Hence, as with so many human enterprises, the challenge of sequencing the genome is largely one of doing the job cheaper and faster. At the beginning of the project, the cost of sequencing a single base pair was between $2 and $10, and one researcher could produce between 20,000 and 50,000 base pairs of continuous, accurate sequence in a year. Sequencing the genome by the year 2005 would therefore likely cost $10-20 billion and require a dedicated cadre of at least 5000 workers. Clearly, a major effort in technology development was called for -- an effort that would drive the cost well below $1 per base pair and that would allow automation of the sequencing process. From the beginning, therefore, the DOE has emphasized programs to pave the way for expeditious and economical sequencing efforts -- programs to develop new technologies, including new cloning vectors, and to establish suitable resources for sequencing, including clone libraries and libraries of expressed sequences.

Efforts to develop new cloning vectors have been especially productive. YACs remain a classic tool for cloning large fragments of human DNA, but they are not perfect. Some regions of the genome, for example, resist cloning in YACs, and others are prone to rearrangement. New vectors such as bacterial artificial chromosomes (BACs), P1 phages, and P1-derived artificial cloning systems (PACs) have thus been devised to address these problems. These new approaches are critical for ensuring that the entire genome can be faithfully represented in clone libraries, without the danger of deletions, rearrangements, or spurious insertions.

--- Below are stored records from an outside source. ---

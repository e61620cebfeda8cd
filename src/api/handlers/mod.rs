//! HTTP request handlers

pub mod health;
pub mod hosting;
pub mod printful;
//! Printful API client
//!
//! Production implementation of the `FulfillmentApi` contract against the
//! Printful v1 REST API. The access token is held server-side; client code
//! in the browser only ever talks to this service.
//!
//! API docs: https://developers.printful.com/docs/

use async_trait::async_trait;
use serde::de::DeserializeOwned;
use serde::Serialize;
use tracing::{debug, info, warn};
use url::Url;

use crate::config::FulfillmentSettings;
use crate::domain::{MockupTask, Order, OrderCosts, ProductKind, Recipient, ShippingRate};
use crate::fulfillment::http_client::RateLimitedClient;
use crate::fulfillment::models::*;
use crate::fulfillment::traits::{FulfillmentApi, FulfillmentError, FulfillmentResult};

/// Printful API client
pub struct PrintfulClient {
    http: RateLimitedClient,
    access_token: Option<String>,
    base_url: String,
}

impl PrintfulClient {
    pub fn new(settings: &FulfillmentSettings) -> Self {
        PrintfulClient {
            http: RateLimitedClient::new(settings.rate_limit_per_minute),
            access_token: settings.access_token.clone(),
            base_url: settings.base_url.trim_end_matches('/').to_string(),
        }
    }

    /// Whether an access token is configured
    pub fn is_configured(&self) -> bool {
        self.access_token.is_some()
    }

    /// Remaining requests in the provider's rate-limit window
    pub fn rate_limit_remaining(&self) -> Option<u32> {
        self.http.remaining_requests()
    }

    fn token(&self) -> FulfillmentResult<&str> {
        self.access_token.as_deref().ok_or_else(|| {
            FulfillmentError::NotConfigured("no fulfillment access token set".to_string())
        })
    }

    async fn parse<T: DeserializeOwned>(
        response: reqwest::Response,
    ) -> FulfillmentResult<T> {
        let status = response.status();
        if !status.is_success() {
            let body = response.text().await.unwrap_or_default();
            return Err(FulfillmentError::Api {
                status: status.as_u16(),
                message: body,
            });
        }

        let text = response.text().await?;
        let envelope: ApiResponse<T> = serde_json::from_str(&text).map_err(|e| {
            FulfillmentError::Parse(format!(
                "JSON parse error: {} - body: {}",
                e,
                &text[..text.len().min(500)]
            ))
        })?;
        Ok(envelope.result)
    }

    async fn get<T: DeserializeOwned>(&self, path: &str) -> FulfillmentResult<T> {
        let url = format!("{}{}", self.base_url, path);
        debug!(url = %url, "Fulfillment API GET");

        let response = self
            .http
            .execute(self.http.get(&url).bearer_auth(self.token()?))
            .await?;
        Self::parse(response).await
    }

    async fn post<B: Serialize + ?Sized, T: DeserializeOwned>(
        &self,
        path: &str,
        body: &B,
    ) -> FulfillmentResult<T> {
        let url = format!("{}{}", self.base_url, path);
        debug!(url = %url, "Fulfillment API POST");

        let response = self
            .http
            .execute(self.http.post(&url).bearer_auth(self.token()?).json(body))
            .await?;
        Self::parse(response).await
    }

    fn order_request<'a>(
        recipient: &'a Recipient,
        image_url: &Url,
        product: ProductKind,
    ) -> OrderRequest<'a> {
        let spec = product.placement_spec();
        OrderRequest {
            recipient,
            items: vec![OrderItem {
                variant_id: spec.variant_id,
                quantity: 1,
                files: vec![OrderFile {
                    url: image_url.to_string(),
                }],
            }],
        }
    }
}

#[async_trait]
impl FulfillmentApi for PrintfulClient {
    async fn check_connection(&self) -> bool {
        match self.get::<serde_json::Value>("/products?limit=1").await {
            Ok(_) => true,
            Err(e) => {
                debug!(error = %e, "Fulfillment connectivity probe failed");
                false
            }
        }
    }

    async fn create_mockup_task(
        &self,
        image_url: &Url,
        product: ProductKind,
    ) -> FulfillmentResult<String> {
        let spec = product.placement_spec();
        let request = CreateMockupTaskRequest {
            variant_ids: vec![spec.variant_id],
            format: "jpg".to_string(),
            files: vec![MockupFile {
                placement: spec.placement.to_string(),
                image_url: image_url.to_string(),
            }],
        };

        let path = format!("/mockup-generator/create-task/{}", spec.product_id);
        let task: WireMockupTask = self.post(&path, &request).await?;

        info!(product = %product, task_key = %task.task_key, "Mockup task created");
        Ok(task.task_key)
    }

    async fn poll_mockup_task(&self, task_key: &str) -> FulfillmentResult<MockupTask> {
        let path = format!("/mockup-generator/task?task_key={task_key}");
        let task: WireMockupTask = self.get(&path).await?;
        Ok(task.into())
    }

    async fn estimate_shipping_rates(
        &self,
        recipient: &Recipient,
        product: ProductKind,
    ) -> FulfillmentResult<Vec<ShippingRate>> {
        let spec = product.placement_spec();
        let request = ShippingRatesRequest {
            recipient,
            items: vec![RateItem {
                variant_id: spec.variant_id,
                quantity: 1,
            }],
        };

        let rates: Vec<WireShippingRate> = self.post("/shipping/rates", &request).await?;
        Ok(rates.into_iter().map(Into::into).collect())
    }

    async fn estimate_order_costs(
        &self,
        recipient: &Recipient,
        image_url: &Url,
        product: ProductKind,
    ) -> FulfillmentResult<OrderCosts> {
        let request = Self::order_request(recipient, image_url, product);
        let result: EstimateCostsResult = self.post("/orders/estimate-costs", &request).await?;
        Ok(result.costs.into())
    }

    async fn create_draft_order(
        &self,
        recipient: &Recipient,
        image_url: &Url,
        product: ProductKind,
    ) -> FulfillmentResult<Order> {
        let request = Self::order_request(recipient, image_url, product);
        let wire: WireOrder = self.post("/orders", &request).await?;

        info!(order_id = wire.id, product = %product, "Draft order created");
        Ok(wire.into_order(recipient.clone()))
    }

    async fn confirm_order(&self, order_id: i64) -> FulfillmentResult<Order> {
        let path = format!("/orders/{order_id}/confirm");
        let wire: WireOrder = self.post(&path, &serde_json::json!({})).await?;

        if wire.status != "pending" && wire.status != "inprocess" {
            warn!(order_id, status = %wire.status, "Unexpected status after confirm");
        }

        info!(order_id, "Order confirmed and queued for manufacturing");
        Ok(wire.into_order(Recipient::default()))
    }
}
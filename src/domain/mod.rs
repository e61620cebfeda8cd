//! Domain models for the order workflow
//!
//! Typed records shared between the hosting bridge, the fulfillment client,
//! and the order orchestrator.

pub mod image;
pub mod order;
pub mod product;

pub use image::{ImageAsset, ImageData};
pub use order::{
    MockupStatus, MockupTask, Order, OrderCosts, Recipient, RecipientError, ShippingRate,
};
pub use product::{PlacementSpec, ProductKind};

Marked progress is also evident in the development of sequencing technologies, though all of those in widespread current use are still based on methods developed in 1977 by Allan Maxam and Walter Gilbert and by Frederick Sanger and his coworkers (see Tools of the Trade). Both of these methods rely on gel-based electrophoresis systems to separate DNA fragments, and recent advances in commercial systems include increasing the number of gel lanes, decreasing run times, and enhancing the accuracy of base identification. As a result of such improvements, a standard sequencing machine can now turn out raw, unverified sequences of 50,000 to 75,000 bases per day.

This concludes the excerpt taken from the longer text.